TITLE=Determination of HMGB1 in hepatitis B virus-related acute-on-chronic liver failure patients with acute kidney injury: Early prediction and prognostic implications

JOURNAL=Frontiers in Pharmacology

VOLUME=Volume 13 - 2022

YEAR=2023

URL=https://www.frontiersin.org/journals/pharmacology/articles/10.3389/fphar.2022.1031790

DOI=10.3389/fphar.2022.1031790

ISSN=1663-9812

ABSTRACT=Background:
Acute kidney injury (AKI) is a frequent complication in patients with hepatitis B virus-related acute-on-chronic liver failure (HBV-ACLF) and is associated with high rates of mortality.
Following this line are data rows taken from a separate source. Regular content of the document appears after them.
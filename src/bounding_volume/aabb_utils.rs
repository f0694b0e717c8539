use crate::bounding_volume::Aabb;
use crate::math::{Point, RigidTransform, Vector, DIM};
use crate::shape::SupportMap;

/// Computes the AABB of a support mapped shape placed at `m`.
pub fn support_map_aabb<G>(m: &RigidTransform, i: &G) -> Aabb
where
    G: SupportMap + ?Sized,
{
    let mut min = Vector::zeros();
    let mut max = Vector::zeros();
    let mut basis = Vector::zeros();

    for d in 0..DIM {
        basis[d] = 1.0;
        max[d] = i.support_point(m, &basis)[d];

        basis[d] = -1.0;
        min[d] = i.support_point(m, &basis)[d];

        basis[d] = 0.0;
    }

    Aabb::new(Point::from(min), Point::from(max))
}

/// Computes the AABB of a support mapped shape in its local space.
pub fn local_support_map_aabb<G>(i: &G) -> Aabb
where
    G: SupportMap + ?Sized,
{
    let mut min = Vector::zeros();
    let mut max = Vector::zeros();
    let mut basis = Vector::zeros();

    for d in 0..DIM {
        basis[d] = 1.0;
        max[d] = i.local_support_point(&basis)[d];

        basis[d] = -1.0;
        min[d] = i.local_support_point(&basis)[d];

        basis[d] = 0.0;
    }

    Aabb::new(Point::from(min), Point::from(max))
}

/// Computes the AABB of a set of points transformed by `m`.
///
/// Returns an invalid AABB if `pts` is empty.
pub fn point_cloud_aabb<'a, I>(m: &RigidTransform, pts: I) -> Aabb
where
    I: IntoIterator<Item = &'a Point>,
{
    Aabb::from_points(pts.into_iter().map(|pt| m.transform_point(pt)))
}
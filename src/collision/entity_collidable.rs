use crate::bounding_volume::{Aabb, BoundingVolume};
use crate::collision::{CollisionRules, EventManagerHandle};
use crate::dynamics::{EntityHandle, EntitySet};
use crate::math::{Real, RigidTransform, Rotation, Vector};
use crate::query::{Ray, RayHit};
use crate::shape::{SharedShape, SupportMap};
use crate::utils::Resources;

/// How the bounding box of a collidable is enlarged to account for its motion.
#[derive(Copy, Clone, Debug, Default, PartialEq, Eq, Hash)]
#[cfg_attr(feature = "serde-serialize", derive(Serialize, Deserialize))]
pub enum BoundingBoxExpansion {
    /// Only the faces of the box the linear velocity points toward are moved, by
    /// `dt * linear_velocity`.
    #[default]
    Swept,
    /// Like `Swept`, and every face is also pushed by `dt` times the largest speed of the
    /// entities currently overlapping this collidable.
    OverlapSpeed,
}

/// A predicate deciding which collidables are tested by a query.
pub type CollidableFilter<'a> = dyn Fn(&EntityCollidable) -> bool + 'a;

/// The result of a ray or convex cast on a collidable.
#[derive(Copy, Clone, Debug, PartialEq)]
pub struct CollidableRayHit {
    /// The hit, in world-space.
    pub hit: RayHit,
    /// The index of the compound child hit, if the collidable is a compound.
    pub child: Option<usize>,
}

/// The state shared by every collidable: a shape placed at the pose of an entity.
#[derive(Clone, Debug)]
pub struct EntityCollidable {
    shape: SharedShape,
    entity: Option<EntityHandle>,
    /// The position of the shape origin, in the local-space of the entity.
    ///
    /// This decouples the shape from the center of mass of the entity.
    pub local_position: Vector,
    world_transform: RigidTransform,
    bounding_box: Aabb,
    collision_rules: CollisionRules,
    events: Option<EventManagerHandle>,
    overlaps: Vec<EntityHandle>,
    /// How the bounding box is enlarged by [`Collidable::update_bounding_box`].
    pub expansion: BoundingBoxExpansion,
}

impl EntityCollidable {
    /// Creates a collidable with the given shape, not attached to any entity.
    pub fn new(shape: SharedShape) -> Self {
        let world_transform = RigidTransform::identity();
        let bounding_box = shape.compute_aabb(&world_transform);

        Self {
            shape,
            entity: None,
            local_position: Vector::zeros(),
            world_transform,
            bounding_box,
            collision_rules: CollisionRules::default(),
            events: None,
            overlaps: Vec::new(),
            expansion: BoundingBoxExpansion::default(),
        }
    }

    /// The shape of this collidable.
    pub fn shape(&self) -> &SharedShape {
        &self.shape
    }

    /// The entity this collidable follows.
    pub fn entity(&self) -> Option<EntityHandle> {
        self.entity
    }

    /// Attaches this collidable to an entity.
    pub fn set_entity(&mut self, entity: Option<EntityHandle>) {
        self.entity = entity;
    }

    /// The world-space transform of the shape.
    pub fn world_transform(&self) -> &RigidTransform {
        &self.world_transform
    }

    /// The world-space bounding box of this collidable.
    pub fn bounding_box(&self) -> &Aabb {
        &self.bounding_box
    }

    /// Overrides the bounding box of this collidable.
    pub fn set_bounding_box(&mut self, bounding_box: Aabb) {
        self.bounding_box = bounding_box;
    }

    /// The collision rules of this collidable.
    pub fn collision_rules(&self) -> &CollisionRules {
        &self.collision_rules
    }

    /// Changes the collision rules of this collidable and wakes its entity up.
    pub fn set_collision_rules(&mut self, rules: CollisionRules, entities: &mut EntitySet) {
        self.collision_rules = rules;

        if let Some(entity) = self.entity.and_then(|h| entities.get_mut(h)) {
            entity.activate();
        }
    }

    /// The contact event manager of this collidable.
    pub fn events(&self) -> Option<EventManagerHandle> {
        self.events
    }

    pub(crate) fn set_events_handle(&mut self, events: Option<EventManagerHandle>) {
        self.events = events;
    }

    /// Registers an entity overlapping this collidable.
    pub fn add_overlap(&mut self, other: EntityHandle) {
        if !self.overlaps.contains(&other) {
            self.overlaps.push(other);
        }
    }

    /// Unregisters an entity overlapping this collidable.
    pub fn remove_overlap(&mut self, other: EntityHandle) {
        self.overlaps.retain(|e| *e != other);
    }

    /// The entities currently overlapping this collidable.
    pub fn overlaps(&self) -> &[EntityHandle] {
        &self.overlaps
    }

    /// Places the shape at the given entity pose, offset by `local_position`.
    pub fn update_world_transform(&mut self, position: &Vector, orientation: &Rotation) {
        self.world_transform = RigidTransform::new(
            position + orientation * self.local_position,
            *orientation,
        );
    }

    /// Recomputes the bounding box of the shape at its current world transform.
    pub fn update_bounding_box_internal(&mut self) {
        self.bounding_box = self.shape.compute_aabb(&self.world_transform);
    }

    /// Casts a ray on the shape of this collidable.
    pub fn cast_ray(&self, ray: &Ray, max_t: Real) -> Option<RayHit> {
        self.shape.cast_ray(&self.world_transform, ray, max_t)
    }

    /// Sweeps a convex shape against the shape of this collidable.
    pub fn cast_shape(
        &self,
        cast_shape: &dyn SupportMap,
        start: &RigidTransform,
        sweep: &Vector,
        max_t: Real,
    ) -> Option<RayHit> {
        self.shape
            .cast_shape(&self.world_transform, cast_shape, start, sweep, max_t)
    }

    /// Enlarges the bounding box according to the motion of the entity during `dt`.
    fn expand_bounding_box(&mut self, dt: Real, entities: &EntitySet) {
        let Some(entity) = self.entity.and_then(|h| entities.get(h)) else {
            return;
        };

        self.bounding_box = self.bounding_box.swept(&(entity.linear_velocity() * dt));

        if self.expansion == BoundingBoxExpansion::OverlapSpeed {
            let max_speed = self
                .overlaps
                .iter()
                .filter_map(|h| entities.get(*h))
                .map(|e| e.linear_velocity().norm())
                .fold(0.0, Real::max);
            self.bounding_box.loosen(max_speed * dt);
        }
    }
}

/// A collidable following an entity.
pub trait Collidable {
    /// The state shared by all collidables.
    fn entity_collidable(&self) -> &EntityCollidable;

    /// The state shared by all collidables.
    fn entity_collidable_mut(&mut self) -> &mut EntityCollidable;

    /// Places this collidable at the given entity pose.
    fn update_world_transform(&mut self, position: &Vector, orientation: &Rotation);

    /// Recomputes the bounding box from the current world transform, without any expansion.
    fn update_bounding_box_internal(&mut self);

    /// Casts a ray on this collidable, skipping the collidables rejected by `filter`.
    fn ray_cast_filtered(
        &self,
        ray: &Ray,
        max_t: Real,
        filter: &CollidableFilter,
        resources: &Resources,
    ) -> Option<CollidableRayHit>;

    /// Sweeps a convex shape against this collidable, skipping the collidables rejected by
    /// `filter`.
    fn convex_cast_filtered(
        &self,
        cast_shape: &dyn SupportMap,
        start: &RigidTransform,
        sweep: &Vector,
        max_t: Real,
        filter: &CollidableFilter,
        resources: &Resources,
    ) -> Option<CollidableRayHit>;

    /// The world-space bounding box of this collidable.
    fn bounding_box(&self) -> &Aabb {
        self.entity_collidable().bounding_box()
    }

    /// Follows the entity pose and recomputes the bounding box, enlarged by the motion of the
    /// entity during `dt`.
    fn update_bounding_box(&mut self, dt: Real, entities: &EntitySet) {
        let pose = self
            .entity_collidable()
            .entity()
            .and_then(|h| entities.get(h))
            .map(|e| (e.position(), e.orientation()));

        if let Some((position, orientation)) = pose {
            self.update_world_transform(&position, &orientation);
        }

        self.update_bounding_box_internal();
        self.entity_collidable_mut()
            .expand_bounding_box(dt, entities);
    }

    /// Places this collidable at `transform` and recomputes its bounding box, without any
    /// expansion.
    fn update_bounding_box_for_transform(&mut self, transform: &RigidTransform) {
        self.update_world_transform(&transform.position, &transform.orientation);
        self.update_bounding_box_internal();
    }

    /// Casts a ray on this collidable.
    fn ray_cast(&self, ray: &Ray, max_t: Real, resources: &Resources) -> Option<CollidableRayHit> {
        self.ray_cast_filtered(ray, max_t, &|_| true, resources)
    }

    /// Sweeps a convex shape against this collidable.
    fn convex_cast(
        &self,
        cast_shape: &dyn SupportMap,
        start: &RigidTransform,
        sweep: &Vector,
        max_t: Real,
        resources: &Resources,
    ) -> Option<CollidableRayHit> {
        self.convex_cast_filtered(cast_shape, start, sweep, max_t, &|_| true, resources)
    }
}

#[cfg(test)]
mod test {
    use super::BoundingBoxExpansion;
    use crate::collision::{Collidable, CollisionRule, CollisionRules, ConvexCollidable};
    use crate::dynamics::{Entity, EntitySet};
    use crate::math::{Matrix, Point, Vector};
    use crate::shape::Ball;

    #[test]
    fn overlapping_speeds_loosen_the_swept_box() {
        let mut entities = EntitySet::new();
        let mut entity = Entity::new_dynamic(Vector::zeros(), 1.0, Matrix::identity());
        entity.set_linear_velocity(Vector::new(0.0, 0.0, -3.0));
        let handle = entities.insert(entity);
        let mut fast = Entity::new_kinematic(Vector::x() * 10.0);
        fast.set_linear_velocity(Vector::new(0.0, 4.0, 0.0));
        let fast = entities.insert(fast);

        let mut collidable = ConvexCollidable::new(Ball::new(1.0));
        let base = collidable.entity_collidable_mut();
        base.set_entity(Some(handle));
        base.add_overlap(fast);
        base.add_overlap(fast);
        assert_eq!(base.overlaps().len(), 1);

        collidable.update_bounding_box(0.5, &entities);
        approx::assert_relative_eq!(collidable.bounding_box().mins, Point::new(-1.0, -1.0, -2.5));
        approx::assert_relative_eq!(collidable.bounding_box().maxs, Point::new(1.0, 1.0, 1.0));

        collidable.entity_collidable_mut().expansion = BoundingBoxExpansion::OverlapSpeed;
        collidable.update_bounding_box(0.5, &entities);
        approx::assert_relative_eq!(collidable.bounding_box().mins, Point::new(-3.0, -3.0, -4.5));
        approx::assert_relative_eq!(collidable.bounding_box().maxs, Point::new(3.0, 3.0, 3.0));

        collidable.entity_collidable_mut().remove_overlap(fast);
        collidable.update_bounding_box(0.5, &entities);
        approx::assert_relative_eq!(collidable.bounding_box().maxs, Point::new(1.0, 1.0, 1.0));
    }

    #[test]
    fn new_collision_rules_wake_the_entity_up() {
        let mut entities = EntitySet::new();
        let handle = entities.insert(Entity::new_dynamic(Vector::zeros(), 1.0, Matrix::identity()));
        entities[handle].deactivate();

        let mut collidable = ConvexCollidable::new(Ball::new(1.0));
        collidable.entity_collidable_mut().set_entity(Some(handle));
        collidable
            .entity_collidable_mut()
            .set_collision_rules(CollisionRules::with_personal(CollisionRule::NoSolver), &mut entities);

        assert!(entities[handle].is_active());
        assert_eq!(
            collidable.entity_collidable().collision_rules().personal,
            CollisionRule::NoSolver
        );
    }
}
//! The rigid bodies moved by joints and carried by collidables.

pub use self::entity::Entity;
pub use self::entity_set::{EntityHandle, EntitySet};

mod entity;
mod entity_set;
We aimed to estimate serum high mobility group protein 1 (HMGB1) levels in HBV-ACLF patients and analyze their clinical value in the development and outcomes of AKI.
Methods: 
A total of 251 consecutive patients with HBV-ACLF were enrolled in this retrospective study. Using the International Club of Ascites staging criteria of AKI, 153 patients developed AKI. The clinical data of patients were collected and serum levels of HMGB1 were measured by ELISA. All patients were followed up until death or for a minimum of 3 months. Early prediction and prognostic implications of HMGB1 in Hepatitis B Virus-Related Acute-on-Chronic Liver Failure Patients with Acute Kidney Injury were investigated in different cohorts, including a propensity score-matched ACLF cohort. Results: Among all individuals with HBV-ACLF, the incidence of AKI was 61.0% (153/251). The patients who developed stage 2/3 AKI showed the highest HMGB1 levels, followed by those who developed stage 1 AKI, and those without AKI showed the lowest HMGB1 levels. Moreover, HMGB1 levels were significantly higher in non-survivors than in survivors among HBV-ACLF patients with AKI. Furthermore, analysis of the area under the receiver operating characteristic curve (AUROC) indicated that serum HMGB1 levels (pre-matching: AUC = 0.740; post-matching:  AUC =0.661) may be a potential predictive factor for AKI development and that HMGB1 (AUC=0.727) might be a reliable biomarker for prognosis in patients with AKI.
Conclusions:
In patients with HBV-ACLF, AKI is universal. AKI and its stages negatively influence the 90-day transplant-free mortality rate. Serum HMGB1 levels can serve as a positive predictor of AKI development, and HMGB1 might also be a prognostic biomarker for AKI among HBV-ACLF patients.